While the baby may spend a lot of time nursing and sleeping, the sleeping can be done in grandma's arms or with his/her aunts and uncles which will give you a bit of a break (and maybe a nap too!)!
That's physically, though. I was still a mess emotionally at two weeks I think. I could function at home and work fine but I was really just in "fake it to make it" mode. Keep that in mind when making plans. Good luck!
This. Physically I was fine but emotionally I couldn't really handle going many places besides the pedi's office, etc. DS was either on the boob or he was screaming for the first 6 weeks of his life. I thought I'd never see the light of day again at times! Okay, I'm being dramatic, but really, we really avoided going anywhere with him for a month or two because he was so discontent all the time.
Thanks for all the advice, ladies, I really appreciate it! Eventually we'll start our own traditions, but this has been a tradition for so long now, and it's one DH and I really enjoy because, of all the sides of our family (there are 4 due to step families), this one is the most relaxed and crazy/stress-free, so it's a surprisingly relaxing holiday get-together. It only ends up being 10 people, max, and the house is really big, so we're not all cramped and I'd definitely have privacy if I need it. I'm just concerned about myself, physically and mentally, the baby, and DH's frame of mind. He won't be healing physically, but it'll be a big change for him mentally, so I definitely want to take that into consideration, as well.
I know every birth is different, but I was looking for a general idea of what to expect. Thanks again for all the help/advice!
My recovery was very easy. I didn't need anything stronger than Advil for the first couple days and by the time I left the hospital, I was completely fine. I also had a newborn that slept a lot, only waking every 3 hours or so to eat.

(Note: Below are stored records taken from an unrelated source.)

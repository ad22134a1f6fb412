//! Movie API Client
//!
//! This module provides async functions for the movie and auth endpoints.
//! Every request carries `Authorization: Bearer <token>` when the token store
//! holds a live token. Each call is attempted once; there is no retry.

use reqwest::{Client, RequestBuilder, Response};
use serde::de::DeserializeOwned;
use thiserror::Error;

use crate::egui_app::config::Config;
use crate::egui_app::token_store::TokenStore;
use crate::shared::auth::{Credentials, TokenResponse};
use crate::shared::movie::{Movie, MoviePage, NewMovie};
use crate::shared::query::ListQuery;

/// API client errors
#[derive(Debug, Error)]
pub enum ApiError {
    /// Transport failure: connection refused, timeout, TLS
    #[error("Network error: {0}")]
    Network(#[from] reqwest::Error),

    /// Non-2xx response
    #[error("Request failed: {status} - {body}")]
    Status { status: u16, body: String },

    /// 2xx response with a body we could not parse
    #[error("Failed to parse response: {0}")]
    Decode(String),
}

impl ApiError {
    /// HTTP status, for non-2xx responses
    pub fn status(&self) -> Option<u16> {
        match self {
            ApiError::Status { status, .. } => Some(*status),
            _ => None,
        }
    }
}

/// Movie/auth API client
#[derive(Debug, Clone)]
pub struct ApiClient {
    config: Config,
    client: Client,
    tokens: TokenStore,
}

impl ApiClient {
    pub fn new(config: &Config, tokens: TokenStore) -> Result<Self, ApiError> {
        let mut builder = Client::builder();
        if let Some(timeout) = config.request_timeout() {
            builder = builder.timeout(timeout);
        }
        Ok(Self {
            config: config.clone(),
            client: builder.build()?,
            tokens,
        })
    }

    pub fn tokens(&self) -> &TokenStore {
        &self.tokens
    }

    pub fn config(&self) -> &Config {
        &self.config
    }

    /// `GET /movies/list`
    pub async fn list_movies(&self, query: &ListQuery) -> Result<MoviePage, ApiError> {
        let url = self.config.api_url("/movies/list");
        let request = self.client.get(&url).query(&query.to_query_pairs());
        let response = self.send(request, &url).await?;
        decode_json(response).await
    }

    /// `POST /movies/add`
    pub async fn create_movie(&self, movie: &NewMovie) -> Result<Movie, ApiError> {
        let url = self.config.api_url("/movies/add");
        let response = self.send(self.client.post(&url).json(movie), &url).await?;
        decode_json(response).await
    }

    /// `PUT /movies/update/:id` with the full record
    pub async fn update_movie(&self, movie: &Movie) -> Result<Movie, ApiError> {
        let url = self.config.api_url(&format!("/movies/update/{}", movie.id));
        let response = self.send(self.client.put(&url).json(movie), &url).await?;
        decode_json(response).await
    }

    /// `DELETE /movies/delete/:id`; the response body is ignored
    pub async fn delete_movie(&self, id: &str) -> Result<(), ApiError> {
        let url = self.config.api_url(&format!("/movies/delete/{}", id));
        self.send(self.client.delete(&url), &url).await?;
        Ok(())
    }

    /// `POST /auth/login`
    pub async fn login(&self, credentials: &Credentials) -> Result<TokenResponse, ApiError> {
        let url = self.config.api_url("/auth/login");
        let response = self.send(self.client.post(&url).json(credentials), &url).await?;
        decode_json(response).await
    }

    /// `POST /auth/signup`
    pub async fn signup(&self, credentials: &Credentials) -> Result<TokenResponse, ApiError> {
        let url = self.config.api_url("/auth/signup");
        let response = self.send(self.client.post(&url).json(credentials), &url).await?;
        decode_json(response).await
    }

    async fn send(&self, mut request: RequestBuilder, url: &str) -> Result<Response, ApiError> {
        if let Some(token) = self.tokens.get() {
            request = request.bearer_auth(token);
        }

        let response = request.send().await.map_err(|e| {
            tracing::error!(url, error = %e, "request failed");
            ApiError::Network(e)
        })?;

        let status = response.status();
        tracing::debug!(url, status = status.as_u16(), "response received");

        if !status.is_success() {
            let body = response.text().await.unwrap_or_else(|_| status.to_string());
            tracing::warn!(url, status = status.as_u16(), "non-success response");
            return Err(ApiError::Status {
                status: status.as_u16(),
                body,
            });
        }

        Ok(response)
    }
}

async fn decode_json<T: DeserializeOwned>(response: Response) -> Result<T, ApiError> {
    let bytes = response.bytes().await?;
    serde_json::from_slice(&bytes).map_err(|e| ApiError::Decode(e.to_string()))
}
//! Shared Error Types
//!
//! Error types that do not belong to a single layer of the client. These are
//! failures that can be detected without talking to the server.
//!
//! # Error Categories
//!
//! - `ValidationError` - A form field failed client-side validation
//!
//! # Usage
//!
//! ```rust
//! use movie_catalog::shared::error::SharedError;
//!
//! let error = SharedError::validation("year", "Year must be a whole number");
//! assert!(error.to_string().contains("year"));
//! ```
use thiserror::Error;

/// Shared error types
#[derive(Debug, Error, Clone, PartialEq)]
pub enum SharedError {
    /// Data validation error
    #[error("Validation error in field '{field}': {message}")]
    ValidationError {
        /// The field that failed validation
        field: String,
        /// Human-readable error message
        message: String,
    },
}

impl SharedError {
    /// Create a new validation error
    pub fn validation(field: impl Into<String>, message: impl Into<String>) -> Self {
        Self::ValidationError {
            field: field.into(),
            message: message.into(),
        }
    }

    /// The offending field, for validation errors
    pub fn field(&self) -> Option<&str> {
        match self {
            Self::ValidationError { field, .. } => Some(field),
        }
    }
}

#[cfg(test)]
mod tests {
    use super::*;

    #[test]
    fn test_validation_error() {
        let error = SharedError::validation("rating", "Rating must be between 1 and 5");
        assert_eq!(error.field(), Some("rating"));
        let SharedError::ValidationError { field, message } = error;
        assert_eq!(field, "rating");
        assert_eq!(message, "Rating must be between 1 and 5");
    }

    #[test]
    fn test_error_display() {
        let error = SharedError::validation("title", "Title is required");
        let display = format!("{}", error);
        assert!(display.contains("'title'"));
        assert!(display.contains("Title is required"));
    }
}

I would have been completely fine to take the trip but you never know. You could have a really tough delivery and a baby who needs to be held and cries all the time. Can you tentatively plan to go and let everyone know it depends on how everything goes?
I had DD on 12/7. Had a long labor, vaginal birth. Breastfeeding was exhausting. My parents visited us for Christmas, and pressured me into going up to visit a cousin 3 hours away, a few days after Christmas. It didnt kill me, but I wouldnt do it again. I was worried about feeding DD, and was just not up for visiting for long periods of time with family. We ended up spending about 6 hrs in the car for a 3 hour visit that day, and my H and I were very frustrated and tired in the end. Here I am almost 2 years later, and I still regret it!
Everyone is different, but I would not reccommend it.